TASK TO CARRY OUT:
Find the line in the entries below that contains "filename src/indicators.rs". Repeat it exactly, and every line after it through the line that contains "fn high(&self) ->".

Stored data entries
==================================================

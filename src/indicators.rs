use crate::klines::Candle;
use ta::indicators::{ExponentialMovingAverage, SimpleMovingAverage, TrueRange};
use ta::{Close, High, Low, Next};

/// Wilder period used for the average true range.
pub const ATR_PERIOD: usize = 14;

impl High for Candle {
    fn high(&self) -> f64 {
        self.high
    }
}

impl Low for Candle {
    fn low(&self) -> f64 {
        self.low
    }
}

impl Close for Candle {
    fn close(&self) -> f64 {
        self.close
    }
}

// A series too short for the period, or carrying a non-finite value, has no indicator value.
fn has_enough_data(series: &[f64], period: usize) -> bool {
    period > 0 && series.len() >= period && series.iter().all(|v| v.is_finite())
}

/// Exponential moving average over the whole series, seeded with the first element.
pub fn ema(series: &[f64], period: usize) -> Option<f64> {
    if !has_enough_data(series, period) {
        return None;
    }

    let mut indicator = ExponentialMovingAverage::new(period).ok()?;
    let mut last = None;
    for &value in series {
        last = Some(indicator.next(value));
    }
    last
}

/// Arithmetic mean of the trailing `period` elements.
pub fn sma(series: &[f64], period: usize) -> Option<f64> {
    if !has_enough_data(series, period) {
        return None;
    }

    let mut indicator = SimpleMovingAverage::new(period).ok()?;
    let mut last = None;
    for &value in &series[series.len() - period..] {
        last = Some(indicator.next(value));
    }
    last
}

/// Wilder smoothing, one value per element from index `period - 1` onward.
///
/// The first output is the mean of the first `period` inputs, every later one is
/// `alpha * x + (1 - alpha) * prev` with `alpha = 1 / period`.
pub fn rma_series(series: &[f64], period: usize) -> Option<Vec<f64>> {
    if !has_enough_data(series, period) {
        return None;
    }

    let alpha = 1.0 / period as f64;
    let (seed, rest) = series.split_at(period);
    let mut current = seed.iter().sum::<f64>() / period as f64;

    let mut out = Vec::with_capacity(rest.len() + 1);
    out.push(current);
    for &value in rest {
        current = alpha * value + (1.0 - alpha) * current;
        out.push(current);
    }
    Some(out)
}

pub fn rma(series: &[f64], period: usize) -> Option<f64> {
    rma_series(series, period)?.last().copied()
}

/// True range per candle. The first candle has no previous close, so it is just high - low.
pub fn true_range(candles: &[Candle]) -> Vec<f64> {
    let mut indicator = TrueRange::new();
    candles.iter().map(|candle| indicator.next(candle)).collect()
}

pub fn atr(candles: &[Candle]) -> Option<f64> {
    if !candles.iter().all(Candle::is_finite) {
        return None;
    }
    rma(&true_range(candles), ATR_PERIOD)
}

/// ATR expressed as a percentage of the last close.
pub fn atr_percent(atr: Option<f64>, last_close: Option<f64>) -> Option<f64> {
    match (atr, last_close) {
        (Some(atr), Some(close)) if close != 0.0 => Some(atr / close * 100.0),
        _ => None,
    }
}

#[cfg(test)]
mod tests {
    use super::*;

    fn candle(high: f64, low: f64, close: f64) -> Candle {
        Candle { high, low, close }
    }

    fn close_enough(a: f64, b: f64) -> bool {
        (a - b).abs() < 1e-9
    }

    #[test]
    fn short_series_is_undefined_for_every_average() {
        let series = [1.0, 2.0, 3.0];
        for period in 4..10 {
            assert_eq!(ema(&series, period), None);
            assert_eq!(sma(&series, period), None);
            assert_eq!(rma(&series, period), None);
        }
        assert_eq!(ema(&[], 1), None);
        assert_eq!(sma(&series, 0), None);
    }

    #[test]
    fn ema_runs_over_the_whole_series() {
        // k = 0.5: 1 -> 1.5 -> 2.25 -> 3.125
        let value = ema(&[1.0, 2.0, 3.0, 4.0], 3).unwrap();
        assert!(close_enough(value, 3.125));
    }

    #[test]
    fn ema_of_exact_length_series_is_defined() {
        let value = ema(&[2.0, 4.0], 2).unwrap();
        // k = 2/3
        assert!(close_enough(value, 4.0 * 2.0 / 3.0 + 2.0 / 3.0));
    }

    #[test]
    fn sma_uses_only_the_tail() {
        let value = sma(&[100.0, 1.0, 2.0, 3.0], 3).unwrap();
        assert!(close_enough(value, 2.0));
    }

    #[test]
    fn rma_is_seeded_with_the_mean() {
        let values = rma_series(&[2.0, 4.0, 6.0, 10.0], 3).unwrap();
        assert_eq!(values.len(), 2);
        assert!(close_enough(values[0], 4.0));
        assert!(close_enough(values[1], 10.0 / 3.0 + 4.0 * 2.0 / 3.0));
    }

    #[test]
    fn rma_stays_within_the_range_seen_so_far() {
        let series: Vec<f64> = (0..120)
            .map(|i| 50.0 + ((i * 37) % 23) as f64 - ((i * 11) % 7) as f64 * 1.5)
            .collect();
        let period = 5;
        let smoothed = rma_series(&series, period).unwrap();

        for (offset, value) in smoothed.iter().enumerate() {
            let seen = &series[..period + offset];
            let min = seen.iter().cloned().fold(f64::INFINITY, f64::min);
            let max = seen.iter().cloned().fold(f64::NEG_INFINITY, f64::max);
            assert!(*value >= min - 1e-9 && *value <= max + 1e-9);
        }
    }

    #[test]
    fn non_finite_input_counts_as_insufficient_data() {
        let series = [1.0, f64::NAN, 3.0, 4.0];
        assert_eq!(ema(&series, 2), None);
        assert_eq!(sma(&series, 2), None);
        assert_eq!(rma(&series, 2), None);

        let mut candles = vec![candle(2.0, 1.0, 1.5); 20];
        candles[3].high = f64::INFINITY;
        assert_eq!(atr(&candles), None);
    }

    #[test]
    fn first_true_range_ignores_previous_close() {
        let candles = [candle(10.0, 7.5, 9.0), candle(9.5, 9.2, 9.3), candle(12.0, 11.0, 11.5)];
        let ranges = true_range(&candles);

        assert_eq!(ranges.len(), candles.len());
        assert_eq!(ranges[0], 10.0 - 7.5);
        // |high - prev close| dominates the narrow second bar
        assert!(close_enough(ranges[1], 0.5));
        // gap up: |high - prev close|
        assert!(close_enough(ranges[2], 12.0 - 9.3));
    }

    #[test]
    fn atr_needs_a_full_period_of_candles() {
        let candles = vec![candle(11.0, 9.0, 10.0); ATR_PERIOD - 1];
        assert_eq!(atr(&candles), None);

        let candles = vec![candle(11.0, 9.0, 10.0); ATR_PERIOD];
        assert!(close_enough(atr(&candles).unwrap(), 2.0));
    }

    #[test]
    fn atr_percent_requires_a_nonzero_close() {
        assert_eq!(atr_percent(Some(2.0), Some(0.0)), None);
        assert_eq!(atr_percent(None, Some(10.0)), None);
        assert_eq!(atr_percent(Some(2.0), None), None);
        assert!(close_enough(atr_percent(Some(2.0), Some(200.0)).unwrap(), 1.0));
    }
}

==================================================

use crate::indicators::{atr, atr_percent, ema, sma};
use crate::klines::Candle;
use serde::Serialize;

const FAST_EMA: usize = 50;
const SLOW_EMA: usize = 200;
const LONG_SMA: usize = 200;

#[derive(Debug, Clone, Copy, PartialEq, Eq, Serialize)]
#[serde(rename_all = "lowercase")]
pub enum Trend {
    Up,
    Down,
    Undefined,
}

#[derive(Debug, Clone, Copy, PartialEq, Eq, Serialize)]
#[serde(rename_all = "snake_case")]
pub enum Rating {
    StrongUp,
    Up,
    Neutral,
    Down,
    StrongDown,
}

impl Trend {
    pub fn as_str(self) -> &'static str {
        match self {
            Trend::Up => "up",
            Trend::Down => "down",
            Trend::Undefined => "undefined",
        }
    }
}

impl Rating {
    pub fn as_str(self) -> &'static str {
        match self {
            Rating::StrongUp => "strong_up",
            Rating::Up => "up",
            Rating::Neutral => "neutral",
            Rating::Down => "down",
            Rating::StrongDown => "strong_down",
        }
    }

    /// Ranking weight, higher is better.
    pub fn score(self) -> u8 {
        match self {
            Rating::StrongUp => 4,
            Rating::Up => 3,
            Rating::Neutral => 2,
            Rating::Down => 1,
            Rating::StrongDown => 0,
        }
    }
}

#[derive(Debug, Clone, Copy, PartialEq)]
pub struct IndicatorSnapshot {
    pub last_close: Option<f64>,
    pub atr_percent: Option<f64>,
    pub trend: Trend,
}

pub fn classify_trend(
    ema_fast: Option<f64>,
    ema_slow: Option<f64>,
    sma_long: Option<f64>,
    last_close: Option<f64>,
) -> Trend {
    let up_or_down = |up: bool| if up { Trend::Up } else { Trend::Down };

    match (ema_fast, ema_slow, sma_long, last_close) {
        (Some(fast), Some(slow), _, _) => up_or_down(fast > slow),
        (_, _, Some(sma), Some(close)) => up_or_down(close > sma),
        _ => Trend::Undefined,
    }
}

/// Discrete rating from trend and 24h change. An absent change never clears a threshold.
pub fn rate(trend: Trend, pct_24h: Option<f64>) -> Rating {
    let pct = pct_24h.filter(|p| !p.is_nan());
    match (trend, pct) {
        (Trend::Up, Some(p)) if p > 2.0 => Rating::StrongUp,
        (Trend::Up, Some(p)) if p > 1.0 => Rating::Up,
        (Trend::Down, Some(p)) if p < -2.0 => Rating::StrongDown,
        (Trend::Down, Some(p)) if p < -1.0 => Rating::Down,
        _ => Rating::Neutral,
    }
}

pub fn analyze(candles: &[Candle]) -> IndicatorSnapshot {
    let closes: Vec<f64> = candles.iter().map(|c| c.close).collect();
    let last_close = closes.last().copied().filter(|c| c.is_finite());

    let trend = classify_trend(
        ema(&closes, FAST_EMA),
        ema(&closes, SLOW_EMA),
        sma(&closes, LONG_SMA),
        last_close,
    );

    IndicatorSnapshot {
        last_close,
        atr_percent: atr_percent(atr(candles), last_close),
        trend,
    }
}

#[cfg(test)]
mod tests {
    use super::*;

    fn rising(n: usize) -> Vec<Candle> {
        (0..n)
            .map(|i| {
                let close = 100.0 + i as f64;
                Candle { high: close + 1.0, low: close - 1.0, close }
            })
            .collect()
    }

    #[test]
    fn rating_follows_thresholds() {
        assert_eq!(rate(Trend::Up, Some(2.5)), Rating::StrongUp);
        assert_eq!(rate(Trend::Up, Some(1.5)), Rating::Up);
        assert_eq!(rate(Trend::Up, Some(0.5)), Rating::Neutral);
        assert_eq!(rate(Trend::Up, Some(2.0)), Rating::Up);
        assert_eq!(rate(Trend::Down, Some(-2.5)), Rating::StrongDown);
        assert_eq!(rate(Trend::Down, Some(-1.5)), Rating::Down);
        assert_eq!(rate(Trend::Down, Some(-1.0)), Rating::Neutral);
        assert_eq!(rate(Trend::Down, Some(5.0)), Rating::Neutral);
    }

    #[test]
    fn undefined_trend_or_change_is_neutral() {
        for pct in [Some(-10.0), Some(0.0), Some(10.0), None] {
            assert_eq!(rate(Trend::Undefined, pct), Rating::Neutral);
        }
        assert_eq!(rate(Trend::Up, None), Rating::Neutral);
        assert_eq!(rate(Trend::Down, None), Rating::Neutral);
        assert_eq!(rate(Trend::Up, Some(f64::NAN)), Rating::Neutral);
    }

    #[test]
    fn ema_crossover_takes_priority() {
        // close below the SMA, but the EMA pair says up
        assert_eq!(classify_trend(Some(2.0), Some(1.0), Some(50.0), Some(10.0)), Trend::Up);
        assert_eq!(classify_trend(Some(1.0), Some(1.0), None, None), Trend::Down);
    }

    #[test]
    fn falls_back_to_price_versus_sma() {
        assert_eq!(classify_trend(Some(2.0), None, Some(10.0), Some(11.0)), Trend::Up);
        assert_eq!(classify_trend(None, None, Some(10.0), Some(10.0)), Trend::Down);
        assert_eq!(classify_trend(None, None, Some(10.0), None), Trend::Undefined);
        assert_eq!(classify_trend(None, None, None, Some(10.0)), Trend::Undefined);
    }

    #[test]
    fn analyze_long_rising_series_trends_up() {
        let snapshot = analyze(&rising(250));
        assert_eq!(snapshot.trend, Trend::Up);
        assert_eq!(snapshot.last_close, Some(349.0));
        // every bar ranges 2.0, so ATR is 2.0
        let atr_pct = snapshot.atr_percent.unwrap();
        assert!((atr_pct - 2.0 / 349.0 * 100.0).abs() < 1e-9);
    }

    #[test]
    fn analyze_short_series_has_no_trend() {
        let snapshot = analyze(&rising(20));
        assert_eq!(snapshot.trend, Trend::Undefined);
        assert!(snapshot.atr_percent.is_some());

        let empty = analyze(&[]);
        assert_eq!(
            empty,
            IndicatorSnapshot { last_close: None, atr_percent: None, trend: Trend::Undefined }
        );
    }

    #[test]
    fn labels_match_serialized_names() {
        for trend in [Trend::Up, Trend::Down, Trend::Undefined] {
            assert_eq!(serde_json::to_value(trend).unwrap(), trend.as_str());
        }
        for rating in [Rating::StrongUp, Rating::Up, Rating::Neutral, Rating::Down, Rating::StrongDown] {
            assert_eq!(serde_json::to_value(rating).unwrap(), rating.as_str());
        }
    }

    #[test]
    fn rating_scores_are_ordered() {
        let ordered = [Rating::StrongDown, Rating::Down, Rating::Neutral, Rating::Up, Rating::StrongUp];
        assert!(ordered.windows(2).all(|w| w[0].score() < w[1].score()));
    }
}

==================================================

ANSWER BELOW:
filename src/indicators.rs
use crate::klines::Candle;
use ta::indicators::{ExponentialMovingAverage, SimpleMovingAverage, TrueRange};
use ta::{Close, High, Low, Next};

/// Wilder period used for the average true range.
pub const ATR_PERIOD: usize = 14;

impl High for Candle {
    fn high(&self) -> f64 {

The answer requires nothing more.